Ein verschluckter Bruder, Weisheiten einer Katze und die menschliche Anatomie als Bastelanleitung: Die neue Kinder- und Jugendliteratur ist voller künftiger Klassiker.
Vor einigen Wochen fragte eine österreichische Wochenzeitung ihre Leser nach deren liebsten Kinderbüchern. Aus den am häufigsten genannten schnürte man ein Paket mit zehn Empfehlungen für den Schulbeginn. Das aktuellste darunter sind Christine Nöstlingers „Die besten Geschichten vom Franz“, die meisten Bücher lagen schon in den Fünfziger- und Sechzigerjahren des vergangenen Jahrhunderts in den Schaufenstern. Da wären etwa die „Omama im Apfelbaum“ und „Die kleine Hexe“, „Jim Knopf“ oder „Der alte und der junge und der kleine Stanislaus“. Alles wunderbare Bücher, natürlich. Klassiker. Dass bei den drei Stanisläusen immer nur Bub, Vater und Opa Abenteuer erleben, während Mädchen, Mutter und Oma sich um den Haushalt kümmern, muss man wohl auch nicht so eng sehen.
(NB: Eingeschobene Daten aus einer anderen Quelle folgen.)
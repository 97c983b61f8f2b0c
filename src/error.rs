// ===============================
// src/error.rs
// ===============================
use std::time::Duration;
use thiserror::Error;

#[derive(Debug, Error)]
pub enum OptimizerError {
    /// Every violation found in the inputs, not only the first one.
    #[error("validation failed: {}", .0.join("; "))]
    Validation(Vec<String>),
    #[error("invalid input: {0}")]
    InvalidInput(String),

    // Modeling bugs: the fixed category set never produces these.
    #[error("constant (degree-0) terms cannot be encoded")]
    UnsupportedTerm,
    #[error("monomial degree {degree} exceeds max degree {max}")]
    DegreeOverflow { degree: usize, max: usize },

    // External solver
    #[error("solver auth failed: {0}")]
    SolverAuth(String),
    #[error("solver upload failed: {0}")]
    SolverUpload(String),
    #[error("solver submit failed: {0}")]
    SolverSubmit(String),
    #[error("solver transport error: {0}")]
    SolverTransport(String),
    #[error("solver job {job_id} failed: {reason}")]
    SolverJobFailed { job_id: String, reason: String },
    #[error("solver job {job_id} timed out after {elapsed:?}")]
    SolverTimeout { job_id: String, elapsed: Duration },

    #[error("no feasible combination: position list is empty")]
    NoFeasibleCombination,
    #[error("optimization cancelled")]
    Cancelled,
}

impl OptimizerError {
    /// Solver-stage failures are converted into the exhaustive fallback path.
    pub fn is_fallback_eligible(&self) -> bool {
        matches!(
            self,
            OptimizerError::SolverAuth(_)
                | OptimizerError::SolverUpload(_)
                | OptimizerError::SolverSubmit(_)
                | OptimizerError::SolverTransport(_)
                | OptimizerError::SolverJobFailed { .. }
                | OptimizerError::SolverTimeout { .. }
        )
    }

    /// Short label for metrics and the result record.
    pub fn reason_label(&self) -> &'static str {
        match self {
            OptimizerError::Validation(_) => "validation",
            OptimizerError::InvalidInput(_) => "invalid_input",
            OptimizerError::UnsupportedTerm => "unsupported_term",
            OptimizerError::DegreeOverflow { .. } => "degree_overflow",
            OptimizerError::SolverAuth(_) => "auth",
            OptimizerError::SolverUpload(_) => "upload",
            OptimizerError::SolverSubmit(_) => "submit",
            OptimizerError::SolverTransport(_) => "transport",
            OptimizerError::SolverJobFailed { .. } => "job_failed",
            OptimizerError::SolverTimeout { .. } => "timeout",
            OptimizerError::NoFeasibleCombination => "no_feasible_combination",
            OptimizerError::Cancelled => "cancelled",
        }
    }
}

pub type Result<T> = std::result::Result<T, OptimizerError>;
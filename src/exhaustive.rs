// ===============================
// src/exhaustive.rs
// ===============================
//
// Brute-force reference solver: pool x hedge x tenor at the user's size and
// rebalance. Used directly, as the fallback, and as the oracle in tests.
//
use tracing::debug;

use crate::cost_model::{gross_apr, score};
use crate::domain::{
    BaselineComparison, Breakdown, Decision, HedgeCatalog, Pool, Scenario, SelectedBuckets, Tenor,
    NO_HEDGE,
};
use crate::error::{OptimizerError, Result};

pub const BASELINE_ID: &str = "MAX_GROSS_APR_NO_HEDGE";

#[derive(Debug, Clone)]
pub struct Best {
    pub decision: Decision,
    pub breakdown: Breakdown,
    /// Combinations scored.
    pub evaluated: usize,
}

/// Tenors worth scoring for a hedge. Unhedged positions have no tenor choice.
fn tenors_for(hedge_key: &str, catalog: &HedgeCatalog, selected: Tenor) -> Vec<Tenor> {
    if hedge_key == NO_HEDGE || catalog.tenor_buckets.is_empty() {
        vec![selected]
    } else {
        catalog.tenor_buckets.clone()
    }
}

fn decision(pool: &Pool, hedge_key: &str, tenor: Tenor, buckets: &SelectedBuckets) -> Decision {
    Decision {
        pool_id: pool.pool_id.clone(),
        pool_label: pool.label.clone(),
        hedge_type: hedge_key.to_string(),
        tenor_bucket: tenor,
        size_bucket: buckets.size_bucket(),
        rebalance_bucket: buckets.rebalance_bucket,
    }
}

/// Max net APR; ties keep the first combination in (pool, hedge, tenor) order.
pub fn solve(
    pools: &[Pool],
    catalog: &HedgeCatalog,
    scenario: &Scenario,
    buckets: &SelectedBuckets,
) -> Result<Best> {
    if pools.is_empty() {
        return Err(OptimizerError::NoFeasibleCombination);
    }

    let mut best: Option<(Decision, Breakdown)> = None;
    let mut evaluated = 0usize;
    for pool in pools {
        for hedge in &catalog.hedge_types {
            for tenor in tenors_for(&hedge.key, catalog, buckets.tenor_bucket) {
                let b = score(pool, hedge, tenor, buckets, catalog, scenario)?;
                evaluated += 1;
                let better = match &best {
                    Some((_, cur)) => b.net() > cur.net(),
                    None => true,
                };
                if better {
                    best = Some((decision(pool, &hedge.key, tenor, buckets), b));
                }
            }
        }
    }

    let (decision, breakdown) = best.ok_or(OptimizerError::NoFeasibleCombination)?;
    debug!(evaluated, pool = %decision.pool_id, hedge = %decision.hedge_type, net = breakdown.net(), "exhaustive optimum");
    Ok(Best { decision, breakdown, evaluated })
}

/// (delta, improvement_pct); pct is 0 when the baseline net is exactly 0.
pub fn improvement(baseline_net: f64, optimized_net: f64) -> (f64, f64) {
    let delta = optimized_net - baseline_net;
    let pct = if baseline_net == 0.0 { 0.0 } else { delta / baseline_net.abs() * 100.0 };
    (delta, pct)
}

/// Greedy baseline: highest scenario-adjusted gross APR, unhedged, user's tenor.
pub fn baseline(
    pools: &[Pool],
    catalog: &HedgeCatalog,
    scenario: &Scenario,
    buckets: &SelectedBuckets,
    optimized_net: f64,
) -> Result<BaselineComparison> {
    let pool = pools
        .iter()
        .fold(None, |acc: Option<&Pool>, p| match acc {
            Some(cur) if gross_apr(cur, scenario) >= gross_apr(p, scenario) => Some(cur),
            _ => Some(p),
        })
        .ok_or(OptimizerError::NoFeasibleCombination)?;
    let none = catalog
        .hedge(NO_HEDGE)
        .ok_or_else(|| OptimizerError::InvalidInput(format!("hedge catalog has no '{NO_HEDGE}' entry")))?;

    let b = score(pool, none, buckets.tenor_bucket, buckets, catalog, scenario)?;
    let (delta, pct) = improvement(b.net(), optimized_net);
    Ok(BaselineComparison {
        baseline_id: BASELINE_ID.to_string(),
        pool_id: pool.pool_id.clone(),
        pool_label: pool.label.clone(),
        baseline_gross_apr: b.gross(),
        baseline_net_apr: b.net(),
        optimized_net_apr: optimized_net,
        delta_net_apr: delta,
        improvement_pct: pct,
        baseline_decision: decision(pool, NO_HEDGE, buckets.tenor_bucket, buckets),
        baseline_score_breakdown: b,
    })
}
// ===============================
// src/encoder.rs
// ===============================
//
// Categorical decision -> one-hot variable groups.
//
// Indices are 1-based and assigned group by group in the fixed order
// pool, hedge, size, rebalance, tenor. Index 0 is never used. The solver's
// assignment vector is 0-based, so vector[i - 1] belongs to variable i.
//
use serde::Serialize;

use crate::domain::{HedgeCatalog, Pool, RebalanceBucket, SizeBucket};

#[derive(Debug, Clone, Copy, PartialEq, Eq, Hash, PartialOrd, Ord, Serialize)]
#[serde(rename_all = "lowercase")]
pub enum GroupKind { Pool, Hedge, Size, Rebalance, Tenor }

impl GroupKind {
    pub fn name(&self) -> &'static str {
        match self {
            GroupKind::Pool => "pool",
            GroupKind::Hedge => "hedge",
            GroupKind::Size => "size",
            GroupKind::Rebalance => "rebalance",
            GroupKind::Tenor => "tenor",
        }
    }
}

#[derive(Debug, Clone, PartialEq, Eq)]
pub struct VariableGroup {
    pub kind: GroupKind,
    pub keys: Vec<String>,
    /// Contiguous, 1-based, parallel to `keys`.
    pub var_indices: Vec<usize>,
}

impl VariableGroup {
    pub fn position(&self, key: &str) -> Option<usize> {
        self.keys.iter().position(|k| k == key)
    }

    pub fn var_of(&self, key: &str) -> Option<usize> {
        self.position(key).map(|p| self.var_indices[p])
    }
}

#[derive(Debug, Clone, PartialEq, Eq)]
pub struct VariableLayout {
    groups: Vec<VariableGroup>,
}

impl VariableLayout {
    /// Layout for one run. The tenor group is omitted when no tenors are configured.
    pub fn build(pools: &[Pool], catalog: &HedgeCatalog) -> Self {
        let mut order = vec![
            (GroupKind::Pool, pools.iter().map(|p| p.pool_id.clone()).collect()),
            (GroupKind::Hedge, catalog.hedge_types.iter().map(|h| h.key.clone()).collect()),
            (GroupKind::Size, SizeBucket::ALL.iter().map(|s| s.key().to_string()).collect()),
            (
                GroupKind::Rebalance,
                RebalanceBucket::ALL.iter().map(|r| r.key().to_string()).collect(),
            ),
        ];
        if !catalog.tenor_buckets.is_empty() {
            order.push((
                GroupKind::Tenor,
                catalog.tenor_buckets.iter().map(|t| t.key().to_string()).collect(),
            ));
        }
        Self::from_groups(order)
    }

    /// Sequential index assignment starting at 1, in the given group order.
    pub fn from_groups(order: Vec<(GroupKind, Vec<String>)>) -> Self {
        let mut next = 1usize;
        let groups = order
            .into_iter()
            .map(|(kind, keys)| {
                let var_indices: Vec<usize> = (next..next + keys.len()).collect();
                next += keys.len();
                VariableGroup { kind, keys, var_indices }
            })
            .collect();
        Self { groups }
    }

    pub fn groups(&self) -> &[VariableGroup] { &self.groups }

    pub fn group(&self, kind: GroupKind) -> Option<&VariableGroup> {
        self.groups.iter().find(|g| g.kind == kind)
    }

    pub fn num_variables(&self) -> usize {
        self.groups.iter().map(|g| g.var_indices.len()).sum()
    }

    pub fn has_tenor(&self) -> bool { self.group(GroupKind::Tenor).is_some() }

    /// Widest monomial: pool x size x hedge x rebalance (x tenor).
    pub fn max_degree(&self) -> usize { if self.has_tenor() { 5 } else { 4 } }

    /// 0/1 vector with the named key active in each listed group.
    /// Unknown keys leave their group all-zero.
    pub fn one_hot(&self, picks: &[(GroupKind, &str)]) -> Vec<f64> {
        let mut x = vec![0.0; self.num_variables()];
        for (kind, key) in picks {
            if let Some(v) = self.group(*kind).and_then(|g| g.var_of(key)) {
                x[v - 1] = 1.0;
            }
        }
        x
    }
}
Aber: Woher kommt die besonders konservative Haltung gerade bei Kinderbüchern? Aus Misstrauen neuen Themen gegenüber? Vertraut man den Autoren und ihrer Sprache nicht? Ist schlicht Sentimentalität der Grund? Oder Unwissenheit? Und lesen diese Erwachsenen abends Ingeborg Bachmann, Ilse Aichinger, Thomas Mann?
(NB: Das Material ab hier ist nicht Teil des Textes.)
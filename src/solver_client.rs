// ===============================
// src/solver_client.rs
// ===============================
use std::time::Duration;

use async_trait::async_trait;
use reqwest::StatusCode;
use serde::de::DeserializeOwned;
use serde::Serialize;
use tokio::sync::OnceCell;
use tracing::{debug, error};
use url::Url;

use crate::config::SolverApiCfg;
use crate::error::{OptimizerError, Result};
use crate::orchestrator::SolverBackend;
use crate::solver_api::{
    FileResponse, JobBody, JobResponse, JobStatus, PolynomialFile, TokenRequest, TokenResponse,
};

const TOKEN_PATH: &str = "auth/v1/access-tokens";
const FILES_PATH: &str = "optimization/v1/files";
const JOBS_PATH: &str = "optimization/v1/jobs";

/// REST client for the QCI optimization API.
/// The refresh token is exchanged for an access token on first use.
pub struct HttpSolver {
    http: reqwest::Client,
    base: Url,
    refresh_token: String,
    access_token: OnceCell<String>,
}

// Keeps tokens out of logs.
impl std::fmt::Debug for HttpSolver {
    fn fmt(&self, f: &mut std::fmt::Formatter<'_>) -> std::fmt::Result {
        f.debug_struct("HttpSolver").field("base", &self.base.as_str()).finish_non_exhaustive()
    }
}

/// Which stage a failed call belongs to.
#[derive(Debug, Clone, Copy)]
enum Stage { Auth, Upload, Submit, Status }

impl Stage {
    fn err(self, msg: String) -> OptimizerError {
        match self {
            Stage::Auth => OptimizerError::SolverAuth(msg),
            Stage::Upload => OptimizerError::SolverUpload(msg),
            Stage::Submit => OptimizerError::SolverSubmit(msg),
            Stage::Status => OptimizerError::SolverTransport(msg),
        }
    }
}

impl HttpSolver {
    pub fn new(cfg: &SolverApiCfg) -> Result<Self> {
        let token = cfg
            .token
            .clone()
            .ok_or_else(|| OptimizerError::SolverAuth("QCI_TOKEN / QCI_ACCESS_TOKEN not set".into()))?;
        let http = reqwest::Client::builder()
            .timeout(Duration::from_secs(cfg.http_timeout_secs))
            .build()
            .map_err(|e| OptimizerError::SolverTransport(format!("http client: {e}")))?;
        // trailing slash so join() appends instead of replacing the last segment
        let mut base = Url::parse(&cfg.api_url)
            .map_err(|e| OptimizerError::SolverTransport(format!("bad solver url {}: {e}", cfg.api_url)))?;
        if !base.path().ends_with('/') {
            base.set_path(&format!("{}/", base.path()));
        }
        Ok(Self { http, base, refresh_token: token, access_token: OnceCell::new() })
    }

    fn url(&self, path: &str, stage: Stage) -> Result<Url> {
        self.base.join(path).map_err(|e| stage.err(format!("bad url {path}: {e}")))
    }

    async fn access_token(&self) -> Result<&str> {
        let tok = self
            .access_token
            .get_or_try_init(|| async {
                let url = self.url(TOKEN_PATH, Stage::Auth)?;
                let body = TokenRequest { refresh_token: &self.refresh_token };
                let rsp = self.http.post(url).json(&body).send().await;
                let t: TokenResponse = Self::decode(rsp, Stage::Auth).await?;
                debug!("solver access token acquired");
                Ok::<_, OptimizerError>(t.access_token)
            })
            .await?;
        Ok(tok.as_str())
    }

    async fn decode<T: DeserializeOwned>(
        rsp: std::result::Result<reqwest::Response, reqwest::Error>,
        stage: Stage,
    ) -> Result<T> {
        let rsp = rsp.map_err(|e| stage.err(format!("send: {e}")))?;
        let code = rsp.status();
        if !code.is_success() {
            let body = rsp.text().await.unwrap_or_default();
            error!(%code, %body, ?stage, "solver api call failed");
            return Err(match code {
                StatusCode::UNAUTHORIZED | StatusCode::FORBIDDEN => {
                    OptimizerError::SolverAuth(format!("{code}: {body}"))
                }
                _ => stage.err(format!("{code}: {body}")),
            });
        }
        rsp.json::<T>().await.map_err(|e| stage.err(format!("decode: {e}")))
    }

    async fn post<B: Serialize + ?Sized, T: DeserializeOwned>(&self, path: &str, body: &B, stage: Stage) -> Result<T> {
        let token = self.access_token().await?;
        let url = self.url(path, stage)?;
        let rsp = self.http.post(url).bearer_auth(token).json(body).send().await;
        Self::decode(rsp, stage).await
    }
}

#[async_trait]
impl SolverBackend for HttpSolver {
    async fn upload(&self, file: &PolynomialFile) -> Result<String> {
        let r: FileResponse = self.post(FILES_PATH, file, Stage::Upload).await?;
        Ok(r.file_id)
    }

    async fn submit(&self, body: &JobBody) -> Result<String> {
        let r: JobResponse = self.post(JOBS_PATH, body, Stage::Submit).await?;
        Ok(r.job_id)
    }

    async fn status(&self, job_id: &str) -> Result<JobStatus> {
        let token = self.access_token().await?;
        let url = self.url(&format!("{JOBS_PATH}/{job_id}"), Stage::Status)?;
        let rsp = self.http.get(url).bearer_auth(token).send().await;
        Self::decode(rsp, Stage::Status).await
    }
}

#[cfg(test)]
mod tests {
    use super::*;

    fn cfg(url: &str, token: Option<&str>) -> SolverApiCfg {
        SolverApiCfg {
            api_url: url.to_string(),
            token: token.map(String::from),
            http_timeout_secs: 5,
        }
    }

    #[test]
    fn missing_token_is_an_auth_error() {
        let err = HttpSolver::new(&cfg("https://api.qci-prod.com", None)).unwrap_err();
        assert!(matches!(err, OptimizerError::SolverAuth(_)));
    }

    #[test]
    fn malformed_url_is_rejected() {
        assert!(HttpSolver::new(&cfg("not a url", Some("t"))).is_err());
    }

    #[test]
    fn paths_join_under_base_prefix() {
        let s = HttpSolver::new(&cfg("https://gw.example.com/qci", Some("secret"))).unwrap();
        let u = s.url("optimization/v1/jobs/abc", Stage::Status).unwrap();
        assert_eq!(u.as_str(), "https://gw.example.com/qci/optimization/v1/jobs/abc");
    }

    #[test]
    fn debug_output_omits_token() {
        let s = HttpSolver::new(&cfg("https://api.qci-prod.com", Some("super-secret"))).unwrap();
        assert!(!format!("{s:?}").contains("super-secret"));
    }
}
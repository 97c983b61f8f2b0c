// ===============================
// src/metrics.rs
// ===============================
use once_cell::sync::Lazy;
use prometheus::{
    Encoder, Histogram, HistogramOpts, IntCounter, IntCounterVec, IntGauge, Opts, Registry,
    TextEncoder,
};

// Single custom registry (we register everything here)
pub static REGISTRY: Lazy<Registry> = Lazy::new(Registry::new);

// -------- Optimization runs --------
pub static OPTIMIZATIONS: Lazy<IntCounterVec> = Lazy::new(|| {
    IntCounterVec::new(
        Opts::new("optimizations_total", "completed optimizations by solver path"),
        &["path"],
    )
    .unwrap()
});

pub static FALLBACKS: Lazy<IntCounterVec> = Lazy::new(|| {
    IntCounterVec::new(
        Opts::new("solver_fallbacks_total", "exhaustive fallbacks by reason"),
        &["reason"],
    )
    .unwrap()
});

pub static SOLVER_POLLS: Lazy<IntCounterVec> = Lazy::new(|| {
    IntCounterVec::new(
        Opts::new("solver_polls_total", "job status polls by outcome"),
        &["outcome"],
    )
    .unwrap()
});

pub static VALIDATION_FAILURES: Lazy<IntCounter> = Lazy::new(|| {
    IntCounter::new("validation_failures_total", "requests rejected by input validation").unwrap()
});

// -------- Model size --------
pub static HUBO_VARIABLES: Lazy<IntGauge> =
    Lazy::new(|| IntGauge::new("hubo_variables", "binary variables in the last model").unwrap());

pub static HUBO_TERMS: Lazy<IntGauge> =
    Lazy::new(|| IntGauge::new("hubo_terms", "polynomial terms in the last model").unwrap());

// End-to-end latency of one optimization (milliseconds)
pub static LATENCY_MS: Lazy<Histogram> = Lazy::new(|| {
    Histogram::with_opts(
        HistogramOpts::new("optimization_latency_ms", "Latency of one optimization (ms)")
            .buckets(vec![1.0, 5.0, 25.0, 100.0, 1_000.0, 10_000.0, 60_000.0, 300_000.0]),
    )
    .unwrap()
});

pub static LAST_NET_APR_BPS: Lazy<IntGauge> = Lazy::new(|| {
    IntGauge::new("last_net_apr_bps", "net APR of the last decision (basis points)").unwrap()
});

pub fn init() {
    // Register all metrics to the custom registry; repeat calls are no-ops
    for m in [
        REGISTRY.register(Box::new(OPTIMIZATIONS.clone())),
        REGISTRY.register(Box::new(FALLBACKS.clone())),
        REGISTRY.register(Box::new(SOLVER_POLLS.clone())),
        REGISTRY.register(Box::new(VALIDATION_FAILURES.clone())),
        REGISTRY.register(Box::new(HUBO_VARIABLES.clone())),
        REGISTRY.register(Box::new(HUBO_TERMS.clone())),
        REGISTRY.register(Box::new(LATENCY_MS.clone())),
        REGISTRY.register(Box::new(LAST_NET_APR_BPS.clone())),
    ] {
        let _ = m;
    }
}

// Encode all metrics in Prometheus text format
pub fn encode_metrics() -> Vec<u8> {
    let encoder = TextEncoder::new();
    let families = REGISTRY.gather();
    let mut buf = Vec::new();
    if encoder.encode(&families, &mut buf).is_err() || buf.is_empty() {
        buf.extend_from_slice(b"# no metrics\n");
    }
    buf
}

pub fn content_type() -> String {
    TextEncoder::new().format_type().to_string()
}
Ein gefressener Bruder. Die Konzentration auf die alten Werke macht es den neueren nicht gerade leicht. Dabei gibt es unter den aktuellen Kinder- und Jugendbüchern viele, die besondere Aufmerksamkeit verdient hätten, viele, die Klassiker werden könnten. Da sind Bilderbücher, so einfallsreich und witzig, dass man laut losprusten möchte. Etwa „Der Tag, an dem Louis gefressen wurde“ (Moritz Verlag, 2012), eine Heldengeschichte mit Erfindergeist. Oder das brillant illustrierte „Wo ist mein Hut?“ (NordSüd-Verlag, 2012), das seine Leser aufs Schönste täuscht. Es gibt leise und lebenskluge Geschichten über Solidarität wie „Ich bin's, Kitty“ von Mirjam Pressler (Beltz, 2018). Obwohl: Eigentlich sollte man alle Jugendbücher dieser wunderbaren Autorin und Übersetzerin im Regal haben. Es gibt packende, fantastische Romane und Reihen wie Timothée de Fombelles „Tobie Lolness“ (Gerstenberg, 2018) oder Zoran Drvenkars „Licht und Schatten“ (Beltz, 2019). Poetische Erzählungen über das Gefühlschaos der Pubertät wie Tamara Bachs „Wörter mit L“ (Carlsen, 2018). Sprachlich herausragende und rührende Romane wie „Mein Freund Pax“ (Sauerländer, 2017).